The Science
Newswise — Metal organic frameworks (MOFs) are essentially a microscopic matrix of metal atoms connected by organic molecules. MOFs show promise for a large range of applications. In this research, scientists studied MOFs that could be used to trap toxic molecules and mitigate their harmful effects. The scientists used beams of neutrons and X-rays to better understand how the structure of the MOF can be tuned to enhance and optimize how the MOFs trap dangerous gas molecules. Specifically, the MOFs in the study are tuned to trap nitrogen dioxide and sulfur dioxide (NO2 and SO2), both of which are harmful to the environment and human health.
The Impact
Upon entering the atmosphere, NO2 and SO2 can travel hundreds of miles, polluting the air and causing acid rain that damages buildings, trees, and crops. Exposure to these toxic gases can also lead to respiratory infections, asthma, and chronic lung disease. MOFs act as cage-like sponges that can soak up toxic particles. This research used neutron and X-ray studies to determine how the atoms in the MOFs are arranged and how to improve the MOFs’ performance. The optimized MOFs could provide the basis for building novel devices that can sense the presence of toxic molecules and alleviate their harmful effects.
Summary
The acid gases NO2 and SO2 are high on the list of pollutants targeted by the Clean Air Act, which requires the Environmental Protection Agency to regulate and set limits on their emissions. In response, scientists are developing materials for technologies that can detect and trap acid gases. In some cases, the captured molecules can also be stored and reused. For example, carbon dioxide can be reused in certain applications to promote photosynthesis and plant growth. MOFs could take acid-gas sequestration to the next level, making it a more viable, practical approach to improving air quality on a global scale.

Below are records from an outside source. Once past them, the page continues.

//! Debounced scheduling of text-field updates.
use std::future::Future;
use std::time::Duration;
use tokio::task::JoinHandle;
use tokio::time;

/// A cancellable quiet-period timer owned by a single editable field.
///
/// A new submission cancels the pending one, so a burst of keystrokes fires
/// a single update after the field goes quiet instead of one per keystroke.
#[derive(Debug, Default)]
pub struct FieldDebouncer {
    pending: Option<JoinHandle<()>>,
}

impl FieldDebouncer {
    pub fn new() -> Self {
        Default::default()
    }

    /// Schedule `fire` to run after `quiet_period`, cancelling whatever was
    /// previously scheduled on this field.
    pub fn submit<F>(&mut self, quiet_period: Duration, fire: F)
    where
        F: Future<Output = ()> + Send + 'static,
    {
        self.cancel();
        self.pending = Some(tokio::spawn(async move {
            time::sleep(quiet_period).await;
            fire.await;
        }));
    }

    /// Drop the pending submission, if any.
    pub fn cancel(&mut self) {
        if let Some(handle) = self.pending.take() {
            handle.abort();
        }
    }
}

impl Drop for FieldDebouncer {
    fn drop(&mut self) {
        self.cancel();
    }
}

#[cfg(test)]
mod tests {
    use super::*;
    use std::sync::atomic::{AtomicUsize, Ordering};
    use std::sync::Arc;

    #[tokio::test(start_paused = true)]
    async fn a_burst_fires_once() {
        let fired = Arc::new(AtomicUsize::new(0));
        let mut debouncer = FieldDebouncer::new();
        for _ in 0..5 {
            let fired = Arc::clone(&fired);
            debouncer.submit(Duration::from_millis(500), async move {
                fired.fetch_add(1, Ordering::SeqCst);
            });
            time::sleep(Duration::from_millis(100)).await;
        }
        time::sleep(Duration::from_millis(600)).await;
        assert_eq!(fired.load(Ordering::SeqCst), 1);
    }

    #[tokio::test(start_paused = true)]
    async fn cancel_drops_the_pending_fire() {
        let fired = Arc::new(AtomicUsize::new(0));
        let mut debouncer = FieldDebouncer::new();
        {
            let fired = Arc::clone(&fired);
            debouncer.submit(Duration::from_millis(500), async move {
                fired.fetch_add(1, Ordering::SeqCst);
            });
        }
        debouncer.cancel();
        time::sleep(Duration::from_millis(600)).await;
        assert_eq!(fired.load(Ordering::SeqCst), 0);
    }
}
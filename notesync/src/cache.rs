//! Durable local mirror of the note collection.
//!
//! The cache is always derived from the canonical in-memory list, never an
//! independent source of truth once the store is live. It exists so the
//! application stays usable when the remote note service is unreachable, at
//! the cost of staleness.
use crate::note::{Note, NoteId};
use chrono::{DateTime, Utc};
use serde::Deserialize;
use std::fs;
use std::fs::File;
use std::io::{ErrorKind, Write};
use std::path::{Path, PathBuf};
use thiserror::Error;

pub(crate) const NOTES_FILE: &str = "notes.json";
pub(crate) const SELECTED_NOTE_FILE: &str = "selected_note.json";

#[derive(Error, Debug)]
pub enum CacheError {
    #[error("io error")]
    IOError(#[from] std::io::Error),
    #[error("serde error")]
    SerdeError(#[from] serde_json::Error),
}

/// Tolerant deserialization target for cached notes.
///
/// Cached records may predate the current schema: the oldest shape carried a
/// single `text` field instead of `title`/`content`, and `tags`/`isEncrypted`
/// were added later. Loading normalizes all of them.
#[derive(Debug, Deserialize)]
#[serde(rename_all = "camelCase")]
struct NoteRecord {
    id: String,
    #[serde(default)]
    title: Option<String>,
    #[serde(default)]
    content: Option<String>,
    #[serde(default)]
    text: Option<String>,
    #[serde(default)]
    tags: Option<Vec<String>>,
    #[serde(default)]
    pinned: Option<bool>,
    #[serde(default)]
    is_encrypted: Option<bool>,
    #[serde(default)]
    encrypted_content: Option<String>,
    updated_at: DateTime<Utc>,
    #[serde(default)]
    created_at: Option<DateTime<Utc>>,
}

impl From<NoteRecord> for Note {
    fn from(record: NoteRecord) -> Note {
        let (title, content) = if let Some(text) = record.text {
            // legacy shape: a bare text body, no separate title
            ("Untitled".to_owned(), text)
        } else {
            (
                record.title.unwrap_or_default(),
                record.content.unwrap_or_default(),
            )
        };
        Note {
            id: NoteId::new(record.id),
            title,
            content,
            tags: record.tags.unwrap_or_default(),
            pinned: record.pinned.unwrap_or(false),
            is_encrypted: record.is_encrypted.unwrap_or(false),
            encrypted_content: record.encrypted_content,
            updated_at: record.updated_at,
            created_at: record.created_at.unwrap_or(record.updated_at),
        }
    }
}

/// File-backed cache: one JSON document for the collection, one for the
/// selected note. Clearing the selection removes its file.
#[derive(Debug, Clone)]
pub struct LocalCache {
    dir: PathBuf,
}

impl LocalCache {
    pub fn new<P: AsRef<Path>>(dir: P) -> Self {
        LocalCache {
            dir: dir.as_ref().to_path_buf(),
        }
    }

    fn notes_path(&self) -> PathBuf {
        self.dir.join(NOTES_FILE)
    }

    fn selected_path(&self) -> PathBuf {
        self.dir.join(SELECTED_NOTE_FILE)
    }

    pub fn save_notes(&self, notes: &[Note]) -> Result<(), CacheError> {
        fs::create_dir_all(&self.dir)?;
        let mut f = File::create(self.notes_path())?;
        f.write_all(&serde_json::to_vec(notes)?)?;
        Ok(())
    }

    pub fn load_notes(&self) -> Result<Vec<Note>, CacheError> {
        let contents = match fs::read_to_string(self.notes_path()) {
            Ok(contents) => contents,
            Err(e) if e.kind() == ErrorKind::NotFound => return Ok(Vec::new()),
            Err(e) => return Err(e.into()),
        };
        let records: Vec<NoteRecord> = serde_json::from_str(&contents)?;
        Ok(records.into_iter().map(Note::from).collect())
    }

    pub fn save_selected(&self, selected: Option<&Note>) -> Result<(), CacheError> {
        match selected {
            Some(note) => {
                fs::create_dir_all(&self.dir)?;
                let mut f = File::create(self.selected_path())?;
                f.write_all(&serde_json::to_vec(note)?)?;
            }
            None => {
                if let Err(e) = fs::remove_file(self.selected_path()) {
                    if e.kind() != ErrorKind::NotFound {
                        return Err(e.into());
                    }
                }
            }
        }
        Ok(())
    }

    pub fn load_selected(&self) -> Result<Option<Note>, CacheError> {
        let contents = match fs::read_to_string(self.selected_path()) {
            Ok(contents) => contents,
            Err(e) if e.kind() == ErrorKind::NotFound => return Ok(None),
            Err(e) => return Err(e.into()),
        };
        let record: NoteRecord = serde_json::from_str(&contents)?;
        Ok(Some(record.into()))
    }
}

#[cfg(test)]
mod tests {
    use super::*;
    use crate::note::NoteDraft;
    use tempfile::tempdir;

    fn sample_note(id: &str, title: &str) -> Note {
        NoteDraft {
            title: title.to_owned(),
            content: format!("<p>{}</p>", title),
            ..Default::default()
        }
        .into_note(NoteId::new(id.into()))
    }

    #[test]
    fn notes_round_trip() {
        let dir = tempdir().unwrap();
        let cache = LocalCache::new(dir.path());
        let notes = vec![sample_note("a", "First"), sample_note("b", "Second")];
        cache.save_notes(&notes).unwrap();
        assert_eq!(cache.load_notes().unwrap(), notes);
    }

    #[test]
    fn missing_files_load_as_empty() {
        let dir = tempdir().unwrap();
        let cache = LocalCache::new(dir.path().join("never-written"));
        assert!(cache.load_notes().unwrap().is_empty());
        assert_eq!(cache.load_selected().unwrap(), None);
    }

    #[test]
    fn selected_note_round_trip_and_clear() {
        let dir = tempdir().unwrap();
        let cache = LocalCache::new(dir.path());
        let note = sample_note("a", "First");
        cache.save_selected(Some(&note)).unwrap();
        assert_eq!(cache.load_selected().unwrap(), Some(note));
        cache.save_selected(None).unwrap();
        assert_eq!(cache.load_selected().unwrap(), None);
        // clearing twice is fine
        cache.save_selected(None).unwrap();
    }

    #[test]
    fn legacy_records_are_normalized() {
        let dir = tempdir().unwrap();
        let cache = LocalCache::new(dir.path());
        fs::create_dir_all(dir.path()).unwrap();
        fs::write(
            dir.path().join(NOTES_FILE),
            r#"[
                {"id":"old","text":"<p>plain body</p>","updatedAt":"2020-05-01T10:00:00Z"},
                {"id":"mid","title":"Titled","content":"<p>c</p>","updatedAt":"2021-05-01T10:00:00Z"}
            ]"#,
        )
        .unwrap();

        let notes = cache.load_notes().unwrap();
        assert_eq!(notes.len(), 2);

        let old = &notes[0];
        assert_eq!(old.title, "Untitled");
        assert_eq!(old.content, "<p>plain body</p>");
        assert!(old.tags.is_empty());
        assert!(!old.is_encrypted);
        assert_eq!(old.created_at, old.updated_at);

        let mid = &notes[1];
        assert_eq!(mid.title, "Titled");
        assert!(!mid.pinned);
    }

    #[test]
    fn corrupt_collection_is_an_error() {
        let dir = tempdir().unwrap();
        let cache = LocalCache::new(dir.path());
        fs::write(dir.path().join(NOTES_FILE), "{ not json").unwrap();
        assert!(matches!(
            cache.load_notes(),
            Err(CacheError::SerdeError(_))
        ));
    }
}
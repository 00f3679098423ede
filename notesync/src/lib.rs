//! Notesync: client-side note state and synchronization.
pub mod cache;
pub mod crypto;
pub mod debounce;
pub mod errors;
pub mod note;
pub mod remote;
pub mod session;
pub mod store;

pub use cache::LocalCache;
pub use note::{Note, NoteDraft, NoteId, NotePatch};
pub use remote::{BoxedRemote, HttpRemote, InMemoryRemote, RemoteNoteService};
pub use session::EditorSession;
pub use store::NoteStore;
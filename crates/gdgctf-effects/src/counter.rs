//! Hero stat counters that count up to their target once.

/// Frames a counter takes to reach its target.
const FRAMES_TO_TARGET: f64 = 120.0;

/// Smallest increment per frame, so tiny targets still finish.
const MIN_STEP: f64 = 0.1;

/// Count-up animation for a single `data-count` value.
#[derive(Debug, Clone, PartialEq)]
pub struct CounterAnimation {
    target: f64,
    current: f64,
    step: f64,
    done: bool,
}

impl CounterAnimation {
    /// Parses a raw `data-count` attribute. Unparseable or non-finite
    /// values render as `0` on the first frame.
    pub fn parse(raw: &str) -> Self {
        Self::new(raw.trim().parse().unwrap_or(f64::NAN))
    }

    pub fn new(target: f64) -> Self {
        Self {
            target,
            current: 0.0,
            step: (target / FRAMES_TO_TARGET).max(MIN_STEP),
            done: false,
        }
    }

    /// Text for the next frame, or `None` once the target was shown.
    pub fn next_frame(&mut self) -> Option<String> {
        if self.done {
            return None;
        }
        if !self.target.is_finite() {
            self.done = true;
            return Some("0".to_string());
        }

        self.current += self.step;
        if self.current < self.target {
            Some((self.current.floor() as i64).to_string())
        } else {
            self.done = true;
            Some(self.target.to_string())
        }
    }

    pub fn is_done(&self) -> bool {
        self.done
    }
}

/// Starts the page's counters at most once.
///
/// Both the visibility observer and the fallback timer try to start the
/// counters; whichever fires second gets `None`.
#[derive(Debug, Default)]
pub struct StatCounters {
    started: bool,
}

impl StatCounters {
    pub fn new() -> Self {
        Self::default()
    }

    pub fn start<'a, I>(&mut self, raw_targets: I) -> Option<Vec<CounterAnimation>>
    where
        I: IntoIterator<Item = &'a str>,
    {
        if self.started {
            return None;
        }
        let counters: Vec<CounterAnimation> =
            raw_targets.into_iter().map(CounterAnimation::parse).collect();
        if counters.is_empty() {
            return None;
        }
        self.started = true;
        tracing::debug!(count = counters.len(), "stat counters started");
        Some(counters)
    }

    pub fn is_started(&self) -> bool {
        self.started
    }
}

#[cfg(test)]
mod tests {
    use super::*;

    fn run_to_end(mut counter: CounterAnimation) -> Vec<String> {
        std::iter::from_fn(|| counter.next_frame()).collect()
    }

    #[test]
    fn test_counter_ends_on_exact_target() {
        let frames = run_to_end(CounterAnimation::new(500.0));
        assert_eq!(frames.len(), 120);
        assert_eq!(frames.last().map(String::as_str), Some("500"));
        assert_eq!(frames[0], "4");
    }

    #[test]
    fn test_counter_small_target_uses_min_step() {
        let frames = run_to_end(CounterAnimation::new(1.0));
        // 0.1 accumulates below 1.0 after ten steps.
        assert_eq!(frames.len(), 11);
        assert_eq!(frames[0], "0");
        assert_eq!(frames.last().map(String::as_str), Some("1"));
    }

    #[test]
    fn test_counter_invalid_target_renders_zero_once() {
        let frames = run_to_end(CounterAnimation::parse("lots"));
        assert_eq!(frames, vec!["0".to_string()]);
    }

    #[test]
    fn test_stat_counters_start_only_once() {
        let mut counters = StatCounters::new();
        let first = counters.start(["50", "1200"]);
        assert_eq!(first.map(|c| c.len()), Some(2));
        assert!(counters.start(["50"]).is_none());
        assert!(counters.is_started());
    }

    #[test]
    fn test_stat_counters_without_targets_do_not_latch() {
        let mut counters = StatCounters::new();
        assert!(counters.start(std::iter::empty()).is_none());
        assert!(!counters.is_started());
    }
}
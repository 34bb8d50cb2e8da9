//! Page registry and URL contract for the GDG CTF site.
//!
//! This is the bottom layer of the workspace. It defines the closed set of
//! pages the site can show and the single function, [`sanitize`], that turns
//! untrusted page names into [`PageId`] values.
//!
//! # How it fits in the stack
//!
//! ```text
//! Router / Login flow (above)  ← only ever handle PageId values
//!     ↕
//! Pages (this crate)  ← fragment, link attribute and `next` parsing
//! ```

mod navigation;
mod page;
pub mod url;

pub use navigation::{NavOrigin, NavigationRequest, ReturnTarget};
pub use page::{PageId, PageRegistry, sanitize};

Searching for candidate materials, researchers from Oak Ridge National Laboratory (ORNL), Sandia National Laboratories, and the University of Tennessee-Knoxville studied a large family of MOFs that can be made from any of the lanthanide rare-earth metals. The research combined computer simulations and X-ray studies with neutron scattering experiments at the Spallation Neutron Source, a Department of Energy (DOE) Office of Science user facility at ORNL, to map the atomic arrangement of each design. The scientists also learned how defects in the cage matrices increase their effectiveness of trapping toxic molecules, which could be developed for novel devices for sensing and capturing harmful gases.
Funding
This work was supported as part of the Center for Understanding and Control of Acid Gas-Induced Evolution of Materials, an Energy Frontier Research Center funded by the DOE Office of Science, Office of Basic Energy Sciences. A portion of this research used resources at the Spallation Neutron Source, a DOE Office of Science user facility at Oak Ridge National Laboratory.